Ini bukan ceramah—hanya pengalaman yang dijadikan peta agar kalian tak tersesat seperti aku.

  1. Buat tujuan harian dan mingguan — Tulis 3 hal kecil yang harus dicapai hari ini (mis. hafal 5 baris, baca 2 halaman kitab, bertanya 1 hal pada ustadz). Evaluasi setiap malam.

  2. Gunakan metode “waktu kecil berturut-turut” — Daripada memaksakan 2 jam belajar sekaligus, pakai 25–45 menit fokus (Pomodoro), lalu istirahat singkat. Ini lebih realistis dan efektif.
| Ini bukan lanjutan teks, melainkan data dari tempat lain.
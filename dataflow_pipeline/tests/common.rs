// /////////////////////////////////////////////////////////////////////////////
// Dataflow Pipeline RS
// Copyright (c) 2025 Michael Gardner, A Bit of Help, Inc.
// SPDX-License-Identifier: BSD-3-Clause
// See LICENSE file in the project root.
// /////////////////////////////////////////////////////////////////////////////

//! # Common Test Helpers
//!
//! Shared operation builders for integration and end-to-end tests. All of
//! them are thin wrappers over [`InlineOperation`] so tests read as
//! declarations rather than plumbing.

#![allow(dead_code)]

use std::sync::atomic::{AtomicUsize, Ordering};
use std::sync::Arc;
use std::time::Duration;

use dataflow_pipeline::{
    field, ErrorPolicy, InlineOperation, Namespace, Operation, PipelineError, TypeDescriptor, Value,
};

/// Operation that sets one integer field to a constant.
pub fn int_setter(name: &str, target: &str, value: i64) -> Arc<dyn Operation> {
    let target_name = field(target);
    Arc::new(
        InlineOperation::builder(name)
            .sets(target, TypeDescriptor::int())
            .map(move |_| Ok([(target_name.clone(), Value::int(value))].into())),
    )
}

/// Operation that sets one text field to a constant.
pub fn text_setter(name: &str, target: &str, value: &str) -> Arc<dyn Operation> {
    let target_name = field(target);
    let text = value.to_string();
    Arc::new(
        InlineOperation::builder(name)
            .sets(target, TypeDescriptor::text())
            .map(move |_| Ok([(target_name.clone(), Value::text(text.clone()))].into())),
    )
}

/// Operation reading `source` (text) and setting `target` to its uppercase.
pub fn upcase(name: &str, source: &str, target: &str) -> Arc<dyn Operation> {
    let source_name = field(source);
    let target_name = field(target);
    Arc::new(
        InlineOperation::builder(name)
            .reads(source, TypeDescriptor::text())
            .sets(target, TypeDescriptor::text())
            .map(move |ns| {
                let text = ns
                    .get(&source_name)
                    .and_then(|v| v.as_text())
                    .unwrap_or_default();
                Ok([(target_name.clone(), Value::text(text.to_uppercase()))].into())
            }),
    )
}

/// Operation reading integer `source` and setting `target` to its square.
pub fn square(name: &str, source: &str, target: &str) -> Arc<dyn Operation> {
    let source_name = field(source);
    let target_name = field(target);
    Arc::new(
        InlineOperation::builder(name)
            .reads(source, TypeDescriptor::int())
            .sets(target, TypeDescriptor::int())
            .map(move |ns| {
                let v = ns.get(&source_name).and_then(|v| v.as_int()).unwrap_or_default();
                Ok([(target_name.clone(), Value::int(v * v))].into())
            }),
    )
}

/// Operation with no declarations that returns its inputs unchanged.
pub fn passthrough(name: &str) -> Arc<dyn Operation> {
    Arc::new(
        InlineOperation::builder(name).apply(|inputs| Box::pin(async move { Ok(inputs) })),
    )
}

/// Operation that sleeps, then sets a marker field.
pub fn sleeper(name: &str, delay: Duration, target: &str) -> Arc<dyn Operation> {
    let target_name = field(target);
    Arc::new(
        InlineOperation::builder(name)
            .sets(target, TypeDescriptor::bool())
            .apply(move |inputs| {
                let target_name = target_name.clone();
                Box::pin(async move {
                    tokio::time::sleep(delay).await;
                    Ok(inputs
                        .iter()
                        .map(|ns| ns.merge([(target_name.clone(), Value::bool(true))]))
                        .collect())
                })
            }),
    )
}

/// Operation that always fails with the given message.
pub fn failing(name: &str, message: &str, policy: ErrorPolicy) -> Arc<dyn Operation> {
    let message = message.to_string();
    Arc::new(
        InlineOperation::builder(name)
            .error_policy(policy)
            .apply(move |_| {
                let message = message.clone();
                Box::pin(async move { Err(PipelineError::operation_failed(message)) })
            }),
    )
}

/// Operation that counts invocations of its callable and passes through.
pub fn counting(name: &str, counter: Arc<AtomicUsize>) -> Arc<dyn Operation> {
    Arc::new(InlineOperation::builder(name).apply(move |inputs| {
        counter.fetch_add(1, Ordering::SeqCst);
        Box::pin(async move { Ok(inputs) })
    }))
}

/// Asserts a namespace holds exactly the given pairs.
pub fn assert_ns_eq(ns: &Namespace, pairs: &[(&str, Value)]) {
    let expected = Namespace::from_pairs(pairs.iter().map(|(k, v)| (*k, v.clone())));
    assert_eq!(ns, &expected);
}
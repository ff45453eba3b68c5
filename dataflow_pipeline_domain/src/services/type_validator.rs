// /////////////////////////////////////////////////////////////////////////////
// Dataflow Pipeline RS
// Copyright (c) 2025 Michael Gardner, A Bit of Help, Inc.
// SPDX-License-Identifier: BSD-3-Clause
// See LICENSE file in the project root.
// /////////////////////////////////////////////////////////////////////////////

//! # Structural Type Validator
//!
//! Recursive validation of dynamic values against type descriptors with
//! path-aware errors. The validator dispatches exhaustively over the
//! closed descriptor vocabulary; there is no fallthrough case to hide a
//! forgotten variant.
//!
//! ## Error Format
//!
//! Failures render as `"<path>: expected <type>, got <value-descriptor>"`,
//! with field access spelled `a.b` and array indexing spelled `a[2]`.
//! Value descriptors truncate long strings to a prefix plus a length
//! marker (see [`Value::describe`]).
//!
//! # Examples
//!
//! ```
//! use dataflow_pipeline_domain::services::type_validator::validate_value;
//! use dataflow_pipeline_domain::value_objects::{TypeDescriptor, Value};
//!
//! let descriptor = TypeDescriptor::array(TypeDescriptor::int());
//! let value = Value::list([Value::int(1), Value::text("two")]);
//!
//! let err = validate_value(&value, &descriptor, "counts").unwrap_err();
//! assert!(err.to_string().contains("counts[1]: expected Int"));
//! ```

use crate::error::PipelineError;
use crate::value_objects::{PrimitiveType, TypeDescriptor, Value};

/// Validates a value against a descriptor, reporting the first mismatch.
///
/// `path` is the symbolic location of `value` and prefixes every error
/// message. Validation short-circuits on the first failure in document
/// order.
pub fn validate_value(value: &Value, descriptor: &TypeDescriptor, path: &str) -> Result<(), PipelineError> {
    match descriptor {
        TypeDescriptor::Any => Ok(()),

        TypeDescriptor::Primitive(primitive) => {
            if primitive_matches(value, *primitive) {
                Ok(())
            } else {
                Err(mismatch(path, descriptor, value))
            }
        }

        TypeDescriptor::Array(element) => match value {
            Value::List(items) => {
                for (idx, item) in items.iter().enumerate() {
                    validate_value(item, element, &format!("{}[{}]", path, idx))?;
                }
                Ok(())
            }
            _ => Err(mismatch(path, descriptor, value)),
        },

        TypeDescriptor::Mapping(key_type, value_type) => match value {
            Value::Map(entries) => {
                for (key, entry) in entries {
                    validate_map_key(key, key_type, path)?;
                    validate_value(entry, value_type, &format!("{}.{}", path, key))?;
                }
                Ok(())
            }
            _ => Err(mismatch(path, descriptor, value)),
        },

        TypeDescriptor::Shape(fields) => match value {
            Value::Map(entries) => {
                for (name, field) in fields {
                    let field_path = format!("{}.{}", path, name);
                    match entries.get(name) {
                        Some(Value::Null) if field.optional => {}
                        Some(entry) => validate_value(entry, &field.descriptor, &field_path)?,
                        None if field.optional => {}
                        None => {
                            return Err(PipelineError::PropertyNotFound(format!(
                                "{}: missing required field (expected {})",
                                field_path, field.descriptor
                            )));
                        }
                    }
                }
                // Extra fields on the value are allowed.
                Ok(())
            }
            _ => Err(mismatch(path, descriptor, value)),
        },

        TypeDescriptor::Optional(inner) => {
            if value.is_null() {
                Ok(())
            } else {
                validate_value(value, inner, path)
            }
        }

        TypeDescriptor::Enum(literals) => {
            if literals.contains(value) {
                Ok(())
            } else {
                Err(mismatch(path, descriptor, value))
            }
        }

        TypeDescriptor::Union(branches) => {
            for branch in branches {
                if validate_value(value, branch, path).is_ok() {
                    return Ok(());
                }
            }
            Err(mismatch(path, descriptor, value))
        }
    }
}

fn primitive_matches(value: &Value, primitive: PrimitiveType) -> bool {
    matches!(
        (value, primitive),
        (Value::Text(_), PrimitiveType::Text)
            | (Value::Int(_), PrimitiveType::Int)
            | (Value::Float(_), PrimitiveType::Float)
            | (Value::Bool(_), PrimitiveType::Bool)
            | (Value::Symbol(_), PrimitiveType::Symbol)
    )
}

// Mapping keys are stored as strings; a key descriptor of Text, Symbol, or
// Any accepts them, an Enum matches either string form, anything else is a
// mismatch on the key itself.
fn validate_map_key(key: &str, key_type: &TypeDescriptor, path: &str) -> Result<(), PipelineError> {
    let accepted = match key_type {
        TypeDescriptor::Any => true,
        TypeDescriptor::Primitive(PrimitiveType::Text) | TypeDescriptor::Primitive(PrimitiveType::Symbol) => true,
        TypeDescriptor::Enum(literals) => {
            literals.contains(&Value::text(key)) || literals.contains(&Value::symbol(key))
        }
        _ => false,
    };
    if accepted {
        Ok(())
    } else {
        Err(PipelineError::TypeMismatch(format!(
            "{}: expected mapping key of type {}, got \"{}\"",
            path, key_type, key
        )))
    }
}

fn mismatch(path: &str, descriptor: &TypeDescriptor, value: &Value) -> PipelineError {
    PipelineError::TypeMismatch(format!(
        "{}: expected {}, got {}",
        path,
        descriptor,
        value.describe()
    ))
}
// /////////////////////////////////////////////////////////////////////////////
// Dataflow Pipeline RS
// Copyright (c) 2025 Michael Gardner, A Bit of Help, Inc.
// SPDX-License-Identifier: BSD-3-Clause
// See LICENSE file in the project root.
// /////////////////////////////////////////////////////////////////////////////

//! Lexicographically sortable identity for a single pipe invocation,
//! stamped on trace spans so concurrent invocations stay distinguishable
//! in logs.

use serde::{Deserialize, Serialize};
use ulid::Ulid;

/// Unique, time-ordered id for one pipe invocation.
#[derive(Debug, Clone, Copy, PartialEq, Eq, PartialOrd, Ord, Hash, Serialize, Deserialize)]
#[serde(transparent)]
pub struct ExecutionId(Ulid);

impl ExecutionId {
    /// Creates a fresh invocation id
    pub fn new() -> Self {
        ExecutionId(Ulid::new())
    }

    /// Gets the underlying ulid
    pub fn as_ulid(&self) -> Ulid {
        self.0
    }
}

impl Default for ExecutionId {
    fn default() -> Self {
        ExecutionId::new()
    }
}

impl std::fmt::Display for ExecutionId {
    fn fmt(&self, f: &mut std::fmt::Formatter<'_>) -> std::fmt::Result {
        write!(f, "{}", self.0)
    }
}
// /////////////////////////////////////////////////////////////////////////////
// Dataflow Pipeline RS
// Copyright (c) 2025 Michael Gardner, A Bit of Help, Inc.
// SPDX-License-Identifier: BSD-3-Clause
// See LICENSE file in the project root.
// /////////////////////////////////////////////////////////////////////////////

//! # Dataflow Pipeline Domain
//!
//! The pure core of the staged pipeline execution engine: what a pipeline
//! *is*, independent of how it runs. This crate has no runtime, no I/O, and
//! no logging; it defines the data model and the construction-time laws the
//! engine crate enforces at execution time.
//!
//! ## Domain Concepts
//!
//! ### Value Objects
//! Immutable, attribute-defined objects:
//! - [`Namespace`]: the immutable keyed record flowing between operations
//! - [`Value`]: the closed dynamic value sum namespaces carry
//! - [`FieldName`]: canonical symbolic field keys
//! - [`TypeDescriptor`]: recursive declarative type descriptors
//! - [`ModelCapability`]: the fixed capability vocabulary
//! - [`ExecutionId`]: time-ordered identity of one pipe invocation
//!
//! ### Entities
//! Objects with identity and validated construction:
//! - [`Stage`]: an ordered operation group with a mode and merge strategy
//! - [`Pipe`]: a stage sequence with a proven end-to-end schema
//! - [`ModelRecord`] / [`ModelRegistry`]: named model descriptions
//!
//! ### Domain Services
//! Stateless logic spanning entities:
//! - [`Operation`]: the unified contract every work unit implements
//! - [`SchemaPropagator`]: the left-to-right prefix-schema flow analysis
//! - [`services::type_validator`]: structural validation with path-aware
//!   errors
//! - [`MetricsCollector`] / [`TraceSink`]: the observability surface the
//!   engine emits into
//!
//! ## Error Handling
//!
//! All fallible paths return [`PipelineError`], a single flat enum grouped
//! into configuration, execution, and contract categories.

pub mod entities;
pub mod error;
pub mod services;
pub mod value_objects;

// Re-export the working vocabulary at crate root for convenient access
pub use entities::{ExecutionMode, MergeStrategy, ModelRecord, ModelRegistry, Pipe, Stage};
pub use error::PipelineError;
pub use services::{
    ErrorPolicy, FieldContract, InlineOperation, MetricsCollector, NullMetricsCollector, NullTraceSink, Operation,
    OperationCallable, OperationContract, OperationFuture, PipeSchema, PrefixSchema, SchemaPropagator, TraceSink,
};
pub use value_objects::{
    field, ExecutionId, FieldName, MediaValue, ModelCapability, Namespace, PrimitiveType, TypeDescriptor, Value,
};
  3. Prioritaskan pertemuan langsung dengan guru — Setidaknya sebulan sekali minta bimbingan langsung; catat, dan praktikkan saran itu.

  4. Kurangi gangguan — Terapkan aturan sederhana: ponsel dimatikan saat majlis ilmu dan waktu belajar intensif.

  5. Menulis sebagai kebiasaan — Tulis ringkasan majelis ilmu; menjadi dokumentasi dan melatih pemikiran kritis.

  6. Ikut kegiatan nyata — Jika ada pengajian, lomba, karya bakti, mahasiswa/anggota pengurus—bergabunglah. Pengalaman praktis mengubah teori jadi kemampuan.

  7. Jaga adab dan ukhuwah — Ilmu paling bernilai jika disertai adab. Jadilah santri yang ringan tangan membantu, sopan, dan bertanggung jawab.

  8. Refleksi mingguan — Luangkan waktu untuk muhasabah: apa yang berhasil, apa yang perlu diperbaiki. Tulis agar menjadi kompromi dengan dirimu sendiri.

Untuk alumni atau yang sudah di luar pesantren

Jika kau membaca ini dari luar pesantren, izinkan penyesalanku menjadi pembelajaranmu. Banyak alumni yang menyesal karena tidak memaksimalkan waktu mondok; namun tidak sedikit pula yang kemudian memperbaiki—mengaji lagi, ikut kajian, menulis, atau mendirikan majelis ilmu. Pesantren tak hanya ruang waktu; ia adalah aset seumur hidup jika dipelihara. Jangan biarkan kesempatan itu menjadi kenangan pahit.

Menatap masa depan—tanpa penyesalan berulang

Penyesalan bukan akhir. Ia peringatan. Jika kau masih di pesantren, gunakan hari-harimu sekarang. Jika kau sudah keluar, pulanglah dalam makna: pulang dengan ilmu, kembali ke majelis, atau minimal hidupkan tradisi belajar dalam keseharian. Masa depan dibangun oleh kebiasaan kecil yang konsisten—bukan oleh semangat sesaat.

Penutup: sebuah surat untuk diriku dan untuk kalian yang sedang nyantri

Kepada diriku yang dulu, dan untuk kalian yang masih menata niat: jangan biarkan kesempatan menjadi barang antik yang cuma dikenang. Pesantren tidak pernah salah ketika ia memberi; kita yang perlu bertanggung jawab atas pilihan memanfaatkan. Tak perlu menunggu momen sempurna. Mulailah dari yang kecil — bangun shalat subuh, catat satu pelajaran, tanya satu hal yang belum paham, tulis ringkasan saat tidur. Nanti, dari hal-hal kecil itu, akan tumbuh sesuatu yang besar.

Jaga niat, perbaiki niat. Biarpun kadang rindu menyesal itu menusuk, jadikan ia bahan bakar, bukan batu penghalang. Untuk kalian yang masih nyantri: gunakan sekarang, atau nanti kamu akan bilang—“Andai dulu….” dan percayalah, suara itu berat untuk didengar.